简体繁体 English

通过Python Web API的Azure AD身份验证

[英]Azure AD Authentication through Python Web API

原文 2018-04-06 06:52:51 9 2 python/ azure/ active-directory/ azure-active-directory/ azure-authentication

I am building a Python web API where I want to use Azure AD as authentication backend. 我正在构建一个Python Web API，我想在其中使用Azure AD作为身份验证后端。 On certain scenarios the clients needs to authenticate through the API to authorize to certain endpoints. 在某些情况下，客户端需要通过API进行身份验证以授权给某些端点。 The client itself is not able to authenticate to AD directly, so it needs to do it through the API using raw credentials (username, password). 客户端本身无法直接向AD进行身份验证，因此它需要使用原始凭据（用户名，密码）通过API进行身份验证。 The API will then authenticate the user and receive the AD token and give it to the user. 然后，API将对用户进行身份验证并接收AD令牌并将其提供给用户。

So in short I am looking for a way to programmatically authenticate a user using username/password and receive the token using Python. 简而言之，我正在寻找一种使用用户名/密码以编程方式对用户进行身份验证并使用Python接收令牌的方法。

2 个解决方案

What you are describing is the OAuth 2 Resource Owner Password Credentials Grant flow. 您要描述的是OAuth 2 资源所有者密码凭据授予流程。

Note: using this one is in general a really bad idea and some other flow should be considered instead. 注意：通常，使用此方法不是一个好主意，而应考虑使用其他方法。

What you are doing here, is sending POST request containing user credentials in clear text directly to the authentication endpoint. 您在这里所做的就是将包含明文用户凭证的POST请求直接发送到身份验证端点。 Thus bypassing all possible added security that might be put in place. 因此，绕过了所有可能放置的可能增加的安全性。

Also, it will not work when 另外，当

MFA is enabled for the user 为用户启用了MFA
User is federated or a MS account 联盟用户或MS帐户
This flow has no way to handle expired passwords 此流程无法处理过期的密码

Consider some other authorization flow if possible, you got eg 如果可能的话，考虑其他一些授权流程，例如

Authorization code flow 授权码流程
Implicit grant flow 隐式赠款流程
Client credentials flow 客户凭证流
Device authentication flow 设备认证流程

See this link to help you select which flow to use. 请参阅此链接，以帮助您选择要使用的流程。
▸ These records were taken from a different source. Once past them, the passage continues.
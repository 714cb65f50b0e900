use thiserror::Error;

/// Environment variable that overrides [`SystemConfig::buffer_size`].
pub const BUFFER_SIZE_ENV: &str = "CLIENTBOOK_BUFFER_SIZE";

const DEFAULT_BUFFER_SIZE: usize = 32;

#[derive(Debug, Clone, Error, PartialEq, Eq)]
pub enum ConfigError {
    #[error("CLIENTBOOK_BUFFER_SIZE must be a positive integer, got {0:?}")]
    InvalidBufferSize(String),
}

/// Runtime settings for a [`StoreSystem`](super::StoreSystem).
#[derive(Debug, Clone, Copy, PartialEq, Eq)]
pub struct SystemConfig {
    /// Capacity of the actor's request channel.
    pub buffer_size: usize,
}

impl Default for SystemConfig {
    fn default() -> Self {
        Self {
            buffer_size: DEFAULT_BUFFER_SIZE,
        }
    }
}

impl SystemConfig {
    /// Defaults, with any override found in the process environment.
    pub fn from_env() -> Result<Self, ConfigError> {
        Self::from_lookup(|key| std::env::var(key).ok())
    }

    fn from_lookup(lookup: impl Fn(&str) -> Option<String>) -> Result<Self, ConfigError> {
        let mut config = Self::default();
        if let Some(raw) = lookup(BUFFER_SIZE_ENV) {
            config.buffer_size = match raw.trim().parse::<usize>() {
                Ok(size) if size > 0 => size,
                _ => return Err(ConfigError::InvalidBufferSize(raw)),
            };
        }
        Ok(config)
    }
}

#[cfg(test)]
mod tests {
    use super::*;

    #[test]
    fn defaults_without_override() {
        let config = SystemConfig::from_lookup(|_| None).unwrap();
        assert_eq!(config.buffer_size, 32);
    }

    #[test]
    fn reads_buffer_size_override() {
        let config = SystemConfig::from_lookup(|_| Some(" 8 ".to_string())).unwrap();
        assert_eq!(config.buffer_size, 8);
    }

    #[test]
    fn rejects_zero_and_garbage() {
        for raw in ["0", "-1", "lots"] {
            assert_eq!(
                SystemConfig::from_lookup(|_| Some(raw.to_string())),
                Err(ConfigError::InvalidBufferSize(raw.to_string()))
            );
        }
    }
}
//! The client/order store: the single entry point collaborators use.
//!
//! # Responsibility
//! - Compose the [`ClientRegistry`] and the [`OrderIndex`] and keep them
//!   consistent across every mutation.
//! - Run compound edits ("replace this client and drop that order") as one
//!   step: preconditions are checked with reads, then the registry half runs,
//!   then the index half. If a check or the registry half fails, nothing
//!   changed.
//! - Expose live filtered views of clients and orders.
//!
//! # Invariants
//! - The index holds exactly the union of every client's embedded orders.
//! - The index is sorted by deadline after every public call.
//! - The client display ordering, when set, only affects
//!   [`Store::filtered_clients`]; the registry keeps insertion order.

pub mod error;
pub mod view;

pub use error::*;
pub use view::*;

use crate::model::{Client, ClientId, Order, OrderId};
use crate::order_index::OrderIndex;
use crate::registry::{ClientRegistry, RegistryError};
use serde::{Deserialize, Serialize};
use std::collections::HashMap;
use std::sync::Arc;
use tracing::{debug, info, warn};

/// Serializable copy of the store's canonical client list.
///
/// The order index is not part of the snapshot; it is recomputed from the
/// clients on restore.
#[derive(Debug, Clone, Default, PartialEq, Eq, Serialize, Deserialize)]
pub struct StoreSnapshot {
    pub clients: Vec<Client>,
}

#[derive(Clone)]
pub struct Store {
    registry: ClientRegistry,
    orders: OrderIndex,
    client_filter: Predicate<Client>,
    client_display: Option<Vec<ClientId>>,
    order_filter: Predicate<Order>,
}

impl Default for Store {
    fn default() -> Self {
        Self {
            registry: ClientRegistry::new(),
            orders: OrderIndex::new(),
            client_filter: show_all(),
            client_display: None,
            order_filter: show_all(),
        }
    }
}

impl std::fmt::Debug for Store {
    fn fmt(&self, f: &mut std::fmt::Formatter<'_>) -> std::fmt::Result {
        f.debug_struct("Store")
            .field("registry", &self.registry)
            .field("orders", &self.orders)
            .field("client_display", &self.client_display)
            .finish_non_exhaustive()
    }
}

fn rejected(operation: &'static str, err: impl Into<StoreError>) -> StoreError {
    let err = err.into();
    warn!(operation, error = %err, "Rejected");
    err
}
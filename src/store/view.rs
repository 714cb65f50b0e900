//! Filtered projections over the store's canonical collections.
//!
//! A [`FilteredView`] borrows the store and is computed on read, so it always
//! reflects the current collections and can never be observed half-updated.

use std::sync::Arc;

/// A shareable filter over `T`.
pub type Predicate<T> = Arc<dyn Fn(&T) -> bool + Send + Sync>;

/// The default filter: accepts everything.
pub fn show_all<T>() -> Predicate<T> {
    Arc::new(|_| true)
}

/// An ordered, read-only selection of items from the store.
#[derive(Debug)]
pub struct FilteredView<'a, T> {
    items: Vec<&'a T>,
}

impl<'a, T> FilteredView<'a, T> {
    pub(crate) fn new(items: Vec<&'a T>) -> Self {
        Self { items }
    }

    pub fn len(&self) -> usize {
        self.items.len()
    }

    pub fn is_empty(&self) -> bool {
        self.items.is_empty()
    }

    /// Zero-based lookup, as the command layer resolves displayed indices.
    pub fn get(&self, index: usize) -> Option<&'a T> {
        self.items.get(index).copied()
    }

    pub fn iter(&self) -> impl Iterator<Item = &'a T> + '_ {
        self.items.iter().copied()
    }

    pub fn to_vec(&self) -> Vec<T>
    where
        T: Clone,
    {
        self.items.iter().map(|item| (*item).clone()).collect()
    }
}

impl<'a, T> IntoIterator for FilteredView<'a, T> {
    type Item = &'a T;
    type IntoIter = std::vec::IntoIter<&'a T>;

    fn into_iter(self) -> Self::IntoIter {
        self.items.into_iter()
    }
}

#[cfg(test)]
mod tests {
    use super::*;

    #[test]
    fn view_preserves_selection_order() {
        let data = [3, 1, 2];
        let view = FilteredView::new(data.iter().filter(|n| **n != 1).collect());
        assert_eq!(view.len(), 2);
        assert_eq!(view.get(0), Some(&3));
        assert_eq!(view.get(2), None);
        assert_eq!(view.to_vec(), vec![3, 2]);
    }

    #[test]
    fn show_all_accepts_anything() {
        let all = show_all::<u8>();
        assert!(all(&0) && all(&255));
    }
}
You can find the different authentication flows relevant for an application type and topology in this Azure AD article . 您可以在此Azure AD文章中找到与应用程序类型和拓扑相关的不同身份验证流。 The article links to the protocol overview for the authentication flows if you choose to implement. 如果您选择实施，则本文链接到身份验证流程的协议概述。

There is also the ADAL Python auth library for Azure AD which you can use to do these flows. 还有一个Azure AD的ADAL Python身份验证库，您可以用来执行这些流程。

Based on your scenario, you have a few options. 根据您的方案，您有几种选择。 If your client app can authenticate directly with Azure AD, you can take a look at the client credentials flow sample . 如果您的客户端应用程序可以直接通过Azure AD进行身份验证，则可以查看客户端凭据流示例。 If your application needs a user to authenticate and can have the user authenticate interactively, you can check out this auth code flow sample . 如果您的应用程序需要用户进行身份验证，并且可以让用户进行交互式身份验证，则可以签出此auth代码流示例。 Finally, if you must use the user's credentials to authenticate programmatically(without user interaction) in the app, you can refer to the resource owner password flow, but this is not encouraged as mentioned in the other answer. 最后，如果您必须使用用户的凭据在应用程序中以编程方式进行身份验证（无用户交互），则可以引用资源所有者的密码流，但这未如其他答案所述被鼓励。